Ukraine’s newly elected president, Volodymyr Zelenskiy, has not even taken office yet, but he is already facing his first test from his country’s biggest political rival next door: President Vladimir Putin of Russia.
Just three days after Mr Zelenskiy won a landslide share of the ballot in presidential elections on April 21, Mr Putin offered to all but hand out Russian passports to Ukrainians living in break-away republics along the border between the countries.
The rhetorical challenge over passports has sparked a bitter back and forth between the two leaders ahead of Mr Zelenskiy's inauguration on June 3.
After European leaders in Brussels and Washington DC criticised the move, Mr Putin seemed to up the stakes saying that Russia could offer Russian citizenship to all Ukrainians.

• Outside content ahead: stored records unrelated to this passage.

//! Application composition root.
//!
//! Builds the gateway, limiter and breaker from one configuration and wires
//! the default middleware. Nothing here is global; tests create as many
//! independent contexts as they like.

use std::sync::Arc;

use tracing::{debug, info};

use crate::breaker::CircuitBreaker;
use crate::clock::{Clock, SystemClock};
use crate::config::PorticoConfig;
use crate::error::Result;
use crate::gateway::{ApiRequest, ApiResponse, Gateway, RouteDefinition};
use crate::middleware::{
    AuthMiddleware, Authenticator, RateLimitMiddleware, RequestLogMiddleware,
    StaticKeyAuthenticator,
};
use crate::ratelimit::RateLimiter;

/// Everything needed to serve requests.
pub struct AppContext {
    config: PorticoConfig,
    clock: Arc<dyn Clock>,
    gateway: Gateway,
    rate_limiter: Arc<RateLimiter>,
    circuit_breaker: Arc<CircuitBreaker>,
    authenticator: Arc<dyn Authenticator>,
    default_middleware_installed: bool,
}

impl AppContext {
    /// Assemble a context around an explicit clock and authenticator.
    pub fn new(
        config: PorticoConfig,
        clock: Arc<dyn Clock>,
        authenticator: Arc<dyn Authenticator>,
    ) -> Self {
        let gateway = Gateway::new(&config.gateway, clock.clone());
        let rate_limiter = Arc::new(RateLimiter::new(config.rate_limiting, clock.clone()));
        let circuit_breaker = Arc::new(CircuitBreaker::new(config.circuit_breaker, clock.clone()));

        Self {
            config,
            clock,
            gateway,
            rate_limiter,
            circuit_breaker,
            authenticator,
            default_middleware_installed: false,
        }
    }

    /// Wall clock and the configured API keys.
    pub fn from_config(config: PorticoConfig) -> Self {
        let authenticator = Arc::new(StaticKeyAuthenticator::from_config(&config.auth));
        info!(api_keys = authenticator.key_count(), "Static key authenticator loaded");
        Self::new(config, Arc::new(SystemClock), authenticator)
    }

    /// Install request logging, authentication and rate limiting, in that
    /// order. Returns false if they were already installed.
    pub fn install_default_middleware(&mut self) -> bool {
        if self.default_middleware_installed {
            debug!("Default middleware already installed");
            return false;
        }

        self.gateway.use_middleware(RequestLogMiddleware);
        self.gateway
            .use_middleware(AuthMiddleware::new(self.authenticator.clone()));
        self.gateway
            .use_middleware(RateLimitMiddleware::new(self.rate_limiter.clone()));
        self.default_middleware_installed = true;

        info!(
            middleware = ?self.gateway.middleware_names(),
            "Default middleware installed"
        );
        true
    }

    pub fn default_middleware_installed(&self) -> bool {
        self.default_middleware_installed
    }

    pub fn register_route(&mut self, definition: RouteDefinition) -> Result<()> {
        self.gateway.register_route(definition)
    }

    pub async fn handle_request(&self, request: ApiRequest) -> ApiResponse {
        self.gateway.handle_request(request).await
    }

    pub fn config(&self) -> &PorticoConfig {
        &self.config
    }

    pub fn clock(&self) -> &Arc<dyn Clock> {
        &self.clock
    }

    pub fn gateway(&self) -> &Gateway {
        &self.gateway
    }

    pub fn gateway_mut(&mut self) -> &mut Gateway {
        &mut self.gateway
    }

    pub fn rate_limiter(&self) -> &Arc<RateLimiter> {
        &self.rate_limiter
    }

    pub fn circuit_breaker(&self) -> &Arc<CircuitBreaker> {
        &self.circuit_breaker
    }
}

Ties between Moscow and Kiev plummeted after a series of street protests beginning 2013 lead to the ouster of the Kremlin-friendly leader of Ukraine Viktor Yanukovych. The Kremlin has lent its support to separatist fighters in republics in the east of Ukraine, as part of a conflict that has claimed more than 10,000 lives since 2014.
Moscow’s decision to annex the Crimean peninsula in the Black Sea from Ukraine sparked widespread condemnation from leaders across the world and the West hit back with a series of economic sanctions.
During the recent election campaigns in Ukraine, outgoing president Petro Poroshenko argued that Mr Zelenskiy was too inexperienced to bring about a resolution to the conflict with Russia.
But the president-elect, a comedian with no political experience, surprised observers with a tough retort to Mr Putin’s passport offer. In a Facebook post in both Russian and Ukrainian, he emphasized the difference between Ukraine and Russia. “We, Ukrainians, have freedom of speech in our country, free media, and Internet," Mr Zelenskiy wrote.
“We all know what a Russian passport means,” he added. “The right to be arrested for peaceful protest. The right not to have free and competitive elections. The right to forget about the existence of natural human rights and freedoms.”
The president elected responded with a counteroffer of “Ukrainian citizenship to representatives of all peoples who suffer from authoritarian and corrupt regimes. In the first place – the Russians, who today suffer probably the most."
Mr Zelenskiy’s tough talk and counter offer, however, have not stopped Russia from starting to make good on Mr Putin’s promise.
On Monday, officials in Russia’s southern Rostov region told the Interfax news agency that the first passport office to process applications from residents of the self-proclaimed Luhansk People’s Republic had opened in “test mode.”
Officials said the passport applications can be filed from within the so-called republic and that the centre will be able to process around 200 applications every day.
According to political and economic analysts surveyed by The Bell, a Russian business news service, the cost of Mr Putin’s decision to offer passports to residents of Ukraine's breakaway republics will come in at around 100 billion rubles [$1.6 billion] a year. Some observers have noted the strain new Russian citizens could have on the country’s pension fund.
The Associated Press on Tuesday said the Kremlin had already earmarked funds for almost 200 thousand Russian passports.
The passport policy “seems designed to ensure that whatever new contours the conflict takes on, it will be on Moscow’s terms and timescale,” says Sam Greene, director of the Russia Institute at King's College London. “Putin’s announcement left Zelenskiy no choice but to sound a lot like Poroshenko.”
It comes as controversial new legislation passed through the Ukrainian parliament last week restricting the use of Russian language, riling officials in Moscow. The new rules require all Ukrainians to know their language, making it mandatory for civil servants, doctors and teachers.
The legislation, spearheaded by Mr Poroshenko is set become law before he leaves office. But Mr Zelensky, whose native tongue is Russian, has said he will review it when he takes office.
“Though there’s nothing wrong with promoting a country’s national language as part of its cultural identity, Ukrainian citizens who speak other languages better than the official one can’t but feel pressured by the new rules,” Russian columnist Leonid Bershidsky recently wrote. “That’s where Putin comes in with his offer of Russian passports.”
Since Mr Zelensky’s election, the Kremlin has not shied away from putting economic pressure on Kiev too.
Moreover, Prime Minister Dmitry Medvedev announced on Twitter this month that Russia would be restricting all exports of coal and oil products to Ukraine beginning June 1, two days before Mr Zelenskiy's inauguration.
Despite that, Mr Zelenskiy won the run-off against Mr Poroshenko on April 21 to become Ukraine's next president. The Kremlin has yet to send its official congratulations.